Data section START

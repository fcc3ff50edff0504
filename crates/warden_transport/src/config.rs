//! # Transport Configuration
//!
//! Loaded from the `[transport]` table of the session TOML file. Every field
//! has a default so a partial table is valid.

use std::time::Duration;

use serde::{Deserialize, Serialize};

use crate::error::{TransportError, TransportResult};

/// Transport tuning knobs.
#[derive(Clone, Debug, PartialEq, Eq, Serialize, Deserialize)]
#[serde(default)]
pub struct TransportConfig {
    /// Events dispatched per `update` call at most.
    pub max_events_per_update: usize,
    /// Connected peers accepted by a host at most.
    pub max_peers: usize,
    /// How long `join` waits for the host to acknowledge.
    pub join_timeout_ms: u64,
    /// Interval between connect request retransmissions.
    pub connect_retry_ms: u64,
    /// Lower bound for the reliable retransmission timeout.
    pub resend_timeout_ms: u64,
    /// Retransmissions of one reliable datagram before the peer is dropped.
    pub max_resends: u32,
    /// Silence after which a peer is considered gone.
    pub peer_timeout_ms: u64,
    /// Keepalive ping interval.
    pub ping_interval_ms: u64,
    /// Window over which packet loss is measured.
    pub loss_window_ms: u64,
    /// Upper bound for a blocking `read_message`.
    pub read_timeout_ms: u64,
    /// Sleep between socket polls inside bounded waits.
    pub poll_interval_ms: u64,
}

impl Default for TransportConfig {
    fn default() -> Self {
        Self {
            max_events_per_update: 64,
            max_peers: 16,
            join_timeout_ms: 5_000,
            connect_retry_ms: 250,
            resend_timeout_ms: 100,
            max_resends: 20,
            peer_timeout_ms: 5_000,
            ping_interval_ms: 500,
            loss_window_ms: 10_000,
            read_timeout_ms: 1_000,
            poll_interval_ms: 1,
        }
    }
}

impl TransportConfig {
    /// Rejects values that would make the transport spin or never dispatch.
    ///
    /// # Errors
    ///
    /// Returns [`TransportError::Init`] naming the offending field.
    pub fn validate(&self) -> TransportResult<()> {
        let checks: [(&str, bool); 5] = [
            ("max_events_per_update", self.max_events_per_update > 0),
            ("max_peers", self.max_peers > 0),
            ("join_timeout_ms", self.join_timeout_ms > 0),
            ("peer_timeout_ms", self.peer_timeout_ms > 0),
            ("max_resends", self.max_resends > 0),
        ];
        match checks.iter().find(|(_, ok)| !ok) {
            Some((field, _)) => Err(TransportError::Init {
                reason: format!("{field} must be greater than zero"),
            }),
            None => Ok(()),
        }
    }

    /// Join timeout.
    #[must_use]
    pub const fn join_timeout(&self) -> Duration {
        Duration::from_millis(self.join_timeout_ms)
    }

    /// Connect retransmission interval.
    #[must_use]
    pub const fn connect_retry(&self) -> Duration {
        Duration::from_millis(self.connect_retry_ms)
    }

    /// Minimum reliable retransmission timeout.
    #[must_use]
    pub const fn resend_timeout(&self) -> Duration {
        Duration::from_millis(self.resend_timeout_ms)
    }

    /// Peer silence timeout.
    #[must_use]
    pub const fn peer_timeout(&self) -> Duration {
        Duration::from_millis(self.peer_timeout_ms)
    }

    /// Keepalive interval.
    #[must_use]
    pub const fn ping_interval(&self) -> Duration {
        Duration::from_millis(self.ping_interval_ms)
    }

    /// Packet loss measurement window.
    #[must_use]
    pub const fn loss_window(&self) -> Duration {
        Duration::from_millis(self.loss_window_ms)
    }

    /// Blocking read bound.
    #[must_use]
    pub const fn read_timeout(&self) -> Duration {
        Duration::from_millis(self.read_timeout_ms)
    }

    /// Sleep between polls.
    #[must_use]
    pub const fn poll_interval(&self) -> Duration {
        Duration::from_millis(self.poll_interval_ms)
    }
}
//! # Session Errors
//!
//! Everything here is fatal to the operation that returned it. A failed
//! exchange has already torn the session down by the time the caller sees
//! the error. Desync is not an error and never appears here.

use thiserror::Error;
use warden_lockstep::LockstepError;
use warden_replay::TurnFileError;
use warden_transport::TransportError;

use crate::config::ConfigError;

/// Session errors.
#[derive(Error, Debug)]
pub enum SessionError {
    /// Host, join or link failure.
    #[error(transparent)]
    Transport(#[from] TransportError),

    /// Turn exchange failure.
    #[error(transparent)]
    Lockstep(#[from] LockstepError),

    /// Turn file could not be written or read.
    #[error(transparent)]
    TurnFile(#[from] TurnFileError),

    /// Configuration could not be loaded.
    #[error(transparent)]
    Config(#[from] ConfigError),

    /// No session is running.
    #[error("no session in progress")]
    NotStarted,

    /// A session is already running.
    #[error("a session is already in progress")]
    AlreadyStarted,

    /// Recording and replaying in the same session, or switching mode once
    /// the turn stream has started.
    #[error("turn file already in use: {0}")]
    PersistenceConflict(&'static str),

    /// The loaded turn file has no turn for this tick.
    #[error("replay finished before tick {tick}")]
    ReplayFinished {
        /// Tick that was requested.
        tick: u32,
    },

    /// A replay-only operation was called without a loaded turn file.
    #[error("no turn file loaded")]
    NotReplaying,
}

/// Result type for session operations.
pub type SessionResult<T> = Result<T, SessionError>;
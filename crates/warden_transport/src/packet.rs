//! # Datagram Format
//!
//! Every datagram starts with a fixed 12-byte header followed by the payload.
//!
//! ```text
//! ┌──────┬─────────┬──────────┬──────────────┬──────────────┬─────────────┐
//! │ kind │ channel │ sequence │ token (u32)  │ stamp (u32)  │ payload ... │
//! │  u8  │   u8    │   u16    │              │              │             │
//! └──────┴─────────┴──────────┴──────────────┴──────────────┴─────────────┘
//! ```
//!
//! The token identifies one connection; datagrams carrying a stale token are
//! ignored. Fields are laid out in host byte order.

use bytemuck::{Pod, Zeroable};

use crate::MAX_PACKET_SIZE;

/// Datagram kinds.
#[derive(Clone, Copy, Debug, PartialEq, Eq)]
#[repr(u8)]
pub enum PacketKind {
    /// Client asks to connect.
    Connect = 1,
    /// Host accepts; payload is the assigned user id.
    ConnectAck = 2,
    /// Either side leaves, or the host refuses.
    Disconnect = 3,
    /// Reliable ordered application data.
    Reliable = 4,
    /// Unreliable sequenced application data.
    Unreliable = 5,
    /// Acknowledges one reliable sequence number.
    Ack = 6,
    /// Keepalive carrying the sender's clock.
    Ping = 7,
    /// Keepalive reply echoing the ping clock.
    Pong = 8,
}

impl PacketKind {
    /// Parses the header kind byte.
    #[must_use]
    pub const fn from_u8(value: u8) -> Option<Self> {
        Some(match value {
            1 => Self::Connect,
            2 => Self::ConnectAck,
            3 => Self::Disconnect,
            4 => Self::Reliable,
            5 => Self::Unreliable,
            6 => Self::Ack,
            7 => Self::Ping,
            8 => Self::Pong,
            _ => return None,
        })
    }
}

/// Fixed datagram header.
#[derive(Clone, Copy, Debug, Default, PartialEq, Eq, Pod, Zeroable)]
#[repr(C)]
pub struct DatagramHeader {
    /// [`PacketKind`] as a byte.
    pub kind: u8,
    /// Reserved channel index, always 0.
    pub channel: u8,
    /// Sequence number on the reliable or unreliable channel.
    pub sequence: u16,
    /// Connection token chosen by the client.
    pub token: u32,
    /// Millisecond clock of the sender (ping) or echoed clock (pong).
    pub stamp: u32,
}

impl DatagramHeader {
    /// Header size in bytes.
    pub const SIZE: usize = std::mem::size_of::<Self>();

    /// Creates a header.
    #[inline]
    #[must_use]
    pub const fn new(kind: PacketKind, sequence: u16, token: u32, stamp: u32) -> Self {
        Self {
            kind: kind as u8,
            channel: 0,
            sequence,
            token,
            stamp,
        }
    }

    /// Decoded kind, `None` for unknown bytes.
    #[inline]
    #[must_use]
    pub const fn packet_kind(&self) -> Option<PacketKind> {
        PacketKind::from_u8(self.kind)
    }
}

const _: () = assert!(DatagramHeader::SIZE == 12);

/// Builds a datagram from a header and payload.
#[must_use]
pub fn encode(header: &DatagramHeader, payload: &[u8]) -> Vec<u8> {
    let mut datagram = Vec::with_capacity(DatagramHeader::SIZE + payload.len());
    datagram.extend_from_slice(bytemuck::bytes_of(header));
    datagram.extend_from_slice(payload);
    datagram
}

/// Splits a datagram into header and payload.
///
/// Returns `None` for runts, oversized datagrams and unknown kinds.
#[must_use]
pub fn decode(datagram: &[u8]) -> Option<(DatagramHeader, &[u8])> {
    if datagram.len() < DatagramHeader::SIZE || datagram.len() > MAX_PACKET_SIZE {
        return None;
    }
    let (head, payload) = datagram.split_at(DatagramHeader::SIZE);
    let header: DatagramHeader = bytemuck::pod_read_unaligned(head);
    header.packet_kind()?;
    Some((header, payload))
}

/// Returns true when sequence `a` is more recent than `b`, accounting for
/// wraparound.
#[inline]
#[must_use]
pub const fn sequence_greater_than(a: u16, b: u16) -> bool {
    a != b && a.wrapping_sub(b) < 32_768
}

Data section END

**Work to be completed:** Check each line above for the string "sender" and copy those that have it.

**Output of the task:**
    /// Keepalive carrying the sender's clock.
    /// Millisecond clock of the sender (ping) or echoed clock (pong).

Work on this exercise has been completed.